In the derived setting, the replacement for “2-Hilbert space” in the sense of the linear category assigned to the point in an extended 2d TQFT should probably be a “Calabi-Yau category” as in the work of Costello. And a Calabi-Yau category isn’t just a category which “is dualizable” — rather, the data of the Serre traces is an integral part of the structure of the category. A 2-Hilbert space is roughly the same thing as a linear category equipped with a trivial Serre functor. A Calabi-Yau category is basically a $A_\infty$-category equipped with a trivial Serre functor. (Unfortunately this terminology is bad: a trivial Serre functor is nontrivial in general :-) The real information lies not in the Serre functor itself but in the Serre trace! Heh, lol. In a 2-Hilbert space, the Serre trace is given by taking the inner product with the identity morphism).

I have other issues along the same lines, for instance Definition 2.3.11 about a 2-category having “adjoints for 1-morphisms”. I agree that this definition is along the right lines, but it doesn’t go far enough… there is structure in the duality for 1-morphisms: the right adjoints need to be related to the left adjoints. For instance, in the 2-category Var, whose objects are derived categories of coherent sheaves, whose morphisms are integral kernels, and whose 2-morphisms are natural transformations, this relationship between right adjoints and left adjoints is given by the Serre functor. The same thing holds for duality for 1-morphisms in the 2-category of 2-Hilbert spaces.

Lurie does give a very interesting explanation of Serre functors in Remark 4.2.4. Maybe I am wrong on this… but his treatment makes it seem as if the Serre functor is canonical, whereas I am trying to say it is additional structure. Could someone kindly help me out on this? I might be misguided. It is certainly additional structure in the context of a semisimple linear category. Maybe not in the context of derived categories of coherent sheaves?

The same thing can be seen when you think of a moniodal category as a 2-category with one object. Then having duals for 1-morphisms in a 2-category corresponds to having duals for objects in the monoidal category. And the structure of relating “right duals” to “left duals” is nontrivial and interesting: it’s called a “pivotal structure” and there is still an outstanding conjecture by Etingof, Nikshych and Ostrik that such a structure exists! I’ve written about this before (I, II), so I apologize to regular denizens of the n-category cafe who are surely rolling their eyes at this stage if they bothered to read this far.

Of course Lurie’s paper is amazing. I’m just registering a little stumbling block I have about this issue of duals. I believe his paper already has the appropriate technology to talk about “object with fully dualizable structure” instead of “fully dualizable object”, and perhaps that is morally the way he treats it anyway! So maybe I’m just having a pedantic argument about terminology.

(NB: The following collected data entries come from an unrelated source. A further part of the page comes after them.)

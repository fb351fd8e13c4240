#[cfg(feature = "cli")]
pub mod cli;
pub mod toml_config;

#[cfg(feature = "cli")]
pub use cli::CliConfig;
pub use toml_config::DashboardConfig;
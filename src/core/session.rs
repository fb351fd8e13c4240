//! Transfer Session
//!
//! Owns at most one in-flight EDC transfer. Starting a new transfer, calling
//! `cancel`, or dropping the session cancels the previous one.

use crate::core::poller::{TransferOutcome, TransferWorkflow};
use crate::core::transfer::{PollPolicy, TransferJob};
use crate::core::TransferApi;
use crate::utils::error::{DppError, Result};
use std::sync::Arc;
use tokio::sync::watch;
use tokio::task::JoinHandle;

/// Receiving side of a cancel signal
#[derive(Debug, Clone)]
pub struct CancelToken {
    rx: Option<watch::Receiver<bool>>,
}

impl CancelToken {
    /// A token that is never cancelled
    pub fn never() -> Self {
        Self { rx: None }
    }

    pub fn is_cancelled(&self) -> bool {
        self.rx.as_ref().is_some_and(|rx| *rx.borrow())
    }

    /// Resolves once cancelled. Pends forever if the handle is gone without cancelling.
    pub async fn cancelled(&mut self) {
        match self.rx.as_mut() {
            Some(rx) => {
                let closed = rx.wait_for(|cancelled| *cancelled).await.is_err();
                if closed {
                    std::future::pending::<()>().await;
                }
            }
            None => std::future::pending::<()>().await,
        }
    }
}

#[derive(Debug)]
pub struct CancelHandle {
    tx: watch::Sender<bool>,
}

impl CancelHandle {
    pub fn cancel(&self) {
        self.tx.send_replace(true);
    }
}

pub fn cancel_pair() -> (CancelHandle, CancelToken) {
    let (tx, rx) = watch::channel(false);
    (CancelHandle { tx }, CancelToken { rx: Some(rx) })
}

/// 呼叫端持有：觀察進度並等待結果
pub struct TransferHandle {
    progress: watch::Receiver<TransferJob>,
    task: JoinHandle<Result<TransferOutcome>>,
}

impl TransferHandle {
    pub fn progress(&self) -> watch::Receiver<TransferJob> {
        self.progress.clone()
    }

    pub fn snapshot(&self) -> TransferJob {
        self.progress.borrow().clone()
    }

    pub async fn wait(self) -> Result<TransferOutcome> {
        match self.task.await {
            Ok(result) => result,
            Err(e) if e.is_cancelled() => Err(DppError::Cancelled),
            Err(e) => std::panic::resume_unwind(e.into_panic()),
        }
    }
}

struct ActiveTransfer {
    cancel: CancelHandle,
    progress: watch::Receiver<TransferJob>,
}

pub struct TransferSession<A: TransferApi + ?Sized + 'static> {
    workflow: Arc<TransferWorkflow<A>>,
    active: Option<ActiveTransfer>,
}

impl<A: TransferApi + ?Sized + 'static> TransferSession<A> {
    pub fn new(api: Arc<A>, policy: PollPolicy) -> Self {
        Self {
            workflow: Arc::new(TransferWorkflow::new(api, policy)),
            active: None,
        }
    }

    /// 啟動傳輸。ID 驗證在產生任務前同步完成，失敗時不影響進行中的傳輸
    pub fn start(&mut self, product_id: &str) -> Result<TransferHandle> {
        let mut job = TransferJob::new(product_id)?;

        if self.cancel() {
            tracing::info!("Previous transfer cancelled by new request for {}", job.product_id());
        }

        let (cancel, mut token) = cancel_pair();
        let (progress_tx, progress_rx) = watch::channel(job.clone());
        let workflow = Arc::clone(&self.workflow);

        let task = tokio::spawn(async move {
            workflow.execute(&mut job, &mut token, &progress_tx).await
        });

        self.active = Some(ActiveTransfer {
            cancel,
            progress: progress_rx.clone(),
        });

        Ok(TransferHandle {
            progress: progress_rx,
            task,
        })
    }

    /// Cancel the in-flight transfer. Returns whether one was still running.
    pub fn cancel(&mut self) -> bool {
        match self.active.take() {
            Some(active) => {
                let running = active.progress.borrow().is_loading();
                active.cancel.cancel();
                running
            }
            None => false,
        }
    }

    pub fn is_active(&self) -> bool {
        self.active
            .as_ref()
            .is_some_and(|active| active.progress.borrow().is_loading())
    }

    pub fn current(&self) -> Option<TransferJob> {
        self.active
            .as_ref()
            .map(|active| active.progress.borrow().clone())
    }
}

impl<A: TransferApi + ?Sized + 'static> Drop for TransferSession<A> {
    fn drop(&mut self) {
        self.cancel();
    }
}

I am hoping that we will eventually jointly move this stuff to the $n$Lab and create a web of useful entries there.

Even though I ought to be doing something else, I gave it a start today:

• added to [[cobordism hypothesis]] a section Lurie’s formulation and proof of the cobordism hypothesis.

  • (this entry and [[generalized tangle hypothesis]] is in need of somebody finding the time to spell out some of the basic ideas more coherently, like the difference between cobordism and tangle hypothesis, etc.)

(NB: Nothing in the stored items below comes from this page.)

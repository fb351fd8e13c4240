use crate::domain::model::{
    DataTransfer, EncryptionStatus, NewPassport, NewRepairEntry, Passport, RepairEntry,
    TransferInitiation, UploadOutcome,
};
use crate::utils::error::Result;
use async_trait::async_trait;
use std::time::Duration;

pub trait Storage: Send + Sync {
    fn read_file(&self, path: &str) -> impl std::future::Future<Output = Result<Vec<u8>>> + Send;
    fn write_file(
        &self,
        path: &str,
        data: &[u8],
    ) -> impl std::future::Future<Output = Result<String>> + Send;
}

pub trait ConfigProvider: Send + Sync {
    fn base_url(&self) -> &str;
    fn request_timeout(&self) -> Option<Duration>;
    fn max_attempts(&self) -> u32;
    fn poll_interval(&self) -> Duration;
    fn refresh_delay(&self) -> Duration;
}

/// EDC 非同步傳輸端點
#[async_trait]
pub trait TransferApi: Send + Sync {
    async fn initiate_transfer(&self, product_id: &str) -> Result<TransferInitiation>;
    async fn transfers_by_reference(&self, reference_id: &str) -> Result<Vec<DataTransfer>>;
}

#[async_trait]
pub trait PassportApi: Send + Sync {
    async fn list_passports(&self) -> Result<Vec<Passport>>;
    async fn passport_detail(&self, id: &str) -> Result<Passport>;
    async fn passport_by_serial(&self, serial_number: &str) -> Result<Passport>;
    async fn create_passport(&self, passport: &NewPassport) -> Result<Passport>;
    /// 回傳後端儲存的維修紀錄，而非更新後的護照
    async fn add_repair(&self, passport_id: i64, repair: &NewRepairEntry) -> Result<RepairEntry>;
    async fn upload_csv(
        &self,
        passport_id: i64,
        file_name: &str,
        data: Vec<u8>,
        encrypt: bool,
    ) -> Result<UploadOutcome>;
    async fn download_csv(&self, passport_id: i64) -> Result<Vec<u8>>;
    async fn encryption_status(&self) -> Result<EncryptionStatus>;
}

  • would it be okay with you, John, if we copy-and-pasted material from TWFs into $n$Lab entries, for a start? Which ones would be the relevant ones here?

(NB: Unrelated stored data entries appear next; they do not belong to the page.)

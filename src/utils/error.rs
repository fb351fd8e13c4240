use thiserror::Error;

#[derive(Error, Debug)]
pub enum DppError {
    // EDC 傳輸流程錯誤：Display 即為顯示給使用者的原文
    #[error("{message}")]
    ValidationError { message: String },

    #[error("{message}")]
    TransferInitiationError { message: String },

    #[error("{message}")]
    StatusCheckError { message: String },

    #[error("Data transfer timed out. Please try again.")]
    TimeoutError { attempts: u32 },

    #[error("Invalid passport payload: {message}")]
    PayloadError { message: String },

    #[error("Transfer cancelled")]
    Cancelled,

    #[error("{message}")]
    LookupError { message: String },

    // 後端操作失敗，訊息即畫面原文
    #[error("{message}")]
    ActionError { message: String },

    #[error("{resource} not found: {id}")]
    NotFound { resource: String, id: String },

    #[error("API returned {status}: {message}")]
    ApiError { status: u16, message: String },

    #[error("HTTP request failed: {0}")]
    HttpError(#[from] reqwest::Error),

    #[error("CSV processing error: {0}")]
    CsvError(#[from] csv::Error),

    #[error("IO error: {0}")]
    IoError(#[from] std::io::Error),

    #[error("Configuration error: {message}")]
    ConfigError { message: String },

    #[error("Invalid value for {field} ({value}): {reason}")]
    InvalidConfigValueError {
        field: String,
        value: String,
        reason: String,
    },

    #[error("Missing required configuration: {field}")]
    MissingConfigError { field: String },
}

#[derive(Debug, Clone, Copy, PartialEq, Eq)]
pub enum ErrorCategory {
    Input,
    Transfer,
    Backend,
    Network,
    Data,
    Configuration,
    System,
}

#[derive(Debug, Clone, Copy, PartialEq, Eq, PartialOrd, Ord)]
pub enum ErrorSeverity {
    Low,
    Medium,
    High,
    Critical,
}

impl DppError {
    pub fn validation(message: impl Into<String>) -> Self {
        Self::ValidationError {
            message: message.into(),
        }
    }

    pub fn category(&self) -> ErrorCategory {
        match self {
            Self::ValidationError { .. } => ErrorCategory::Input,
            Self::TransferInitiationError { .. }
            | Self::StatusCheckError { .. }
            | Self::TimeoutError { .. }
            | Self::Cancelled => ErrorCategory::Transfer,
            Self::LookupError { .. }
            | Self::ActionError { .. }
            | Self::NotFound { .. }
            | Self::ApiError { .. } => ErrorCategory::Backend,
            Self::HttpError(_) => ErrorCategory::Network,
            Self::PayloadError { .. } | Self::CsvError(_) => ErrorCategory::Data,
            Self::ConfigError { .. }
            | Self::InvalidConfigValueError { .. }
            | Self::MissingConfigError { .. } => ErrorCategory::Configuration,
            Self::IoError(_) => ErrorCategory::System,
        }
    }

    pub fn severity(&self) -> ErrorSeverity {
        match self {
            Self::Cancelled => ErrorSeverity::Low,
            Self::ValidationError { .. }
            | Self::LookupError { .. }
            | Self::ActionError { .. }
            | Self::NotFound { .. }
            | Self::TimeoutError { .. }
            | Self::StatusCheckError { .. }
            | Self::TransferInitiationError { .. }
            | Self::HttpError(_) => ErrorSeverity::Medium,
            Self::ApiError { .. }
            | Self::PayloadError { .. }
            | Self::CsvError(_) => ErrorSeverity::High,
            Self::ConfigError { .. }
            | Self::InvalidConfigValueError { .. }
            | Self::MissingConfigError { .. }
            | Self::IoError(_) => ErrorSeverity::Critical,
        }
    }

    /// 給終端使用者看的訊息
    pub fn user_friendly_message(&self) -> String {
        match self {
            Self::HttpError(e) if e.is_connect() => {
                "Could not reach the passport backend".to_string()
            }
            Self::HttpError(e) if e.is_timeout() => "The passport backend timed out".to_string(),
            Self::NotFound { resource, id } => format!("{} '{}' was not found", resource, id),
            other => other.to_string(),
        }
    }

    pub fn recovery_suggestion(&self) -> &'static str {
        match self {
            Self::ValidationError { .. } => "Check the values you entered and try again",
            Self::TransferInitiationError { .. } => {
                "Make sure the connector service is running, then start the transfer again"
            }
            Self::StatusCheckError { .. } => "Start the transfer again; status checks are not retried",
            Self::TimeoutError { .. } => {
                "The connector did not deliver data in time; try again or raise transfer.max_attempts"
            }
            Self::PayloadError { .. } => "The transferred passport is malformed; contact the data provider",
            Self::Cancelled => "No action needed",
            Self::LookupError { .. } | Self::NotFound { .. } => "Verify the identifier and try again",
            Self::ActionError { .. } => "Check the backend is running and try again",
            Self::ApiError { .. } => "Inspect the backend logs for details",
            Self::HttpError(_) => "Check backend.base_url and that the backend is running",
            Self::CsvError(_) => "Make sure the file is valid comma-separated text",
            Self::IoError(_) => "Check the file path and permissions",
            Self::ConfigError { .. }
            | Self::InvalidConfigValueError { .. }
            | Self::MissingConfigError { .. } => "Fix the configuration file or CLI flags",
        }
    }
}

pub type Result<T> = std::result::Result<T, DppError>;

• created [[2-category of 2-dimensional cobordisms]] for discussion of Chris Schommer-Pries’s work on this for $n=2$

• created [[QFT with defects]] to host, among other things, Chris’s ground-breaking description of defect TQFts in terms of transformations between QFT $n$-functors.

  • one should read that in conjunction with the discussion at [[(n,j)-transformation]]

Nothing of this is even close to being satisfactory. But I already bought more Futures than I can afford to write even that little bit. If you (anyone of you) have five minutes, add or polish a little bit and eventually it’ll converge to something more satisfactory.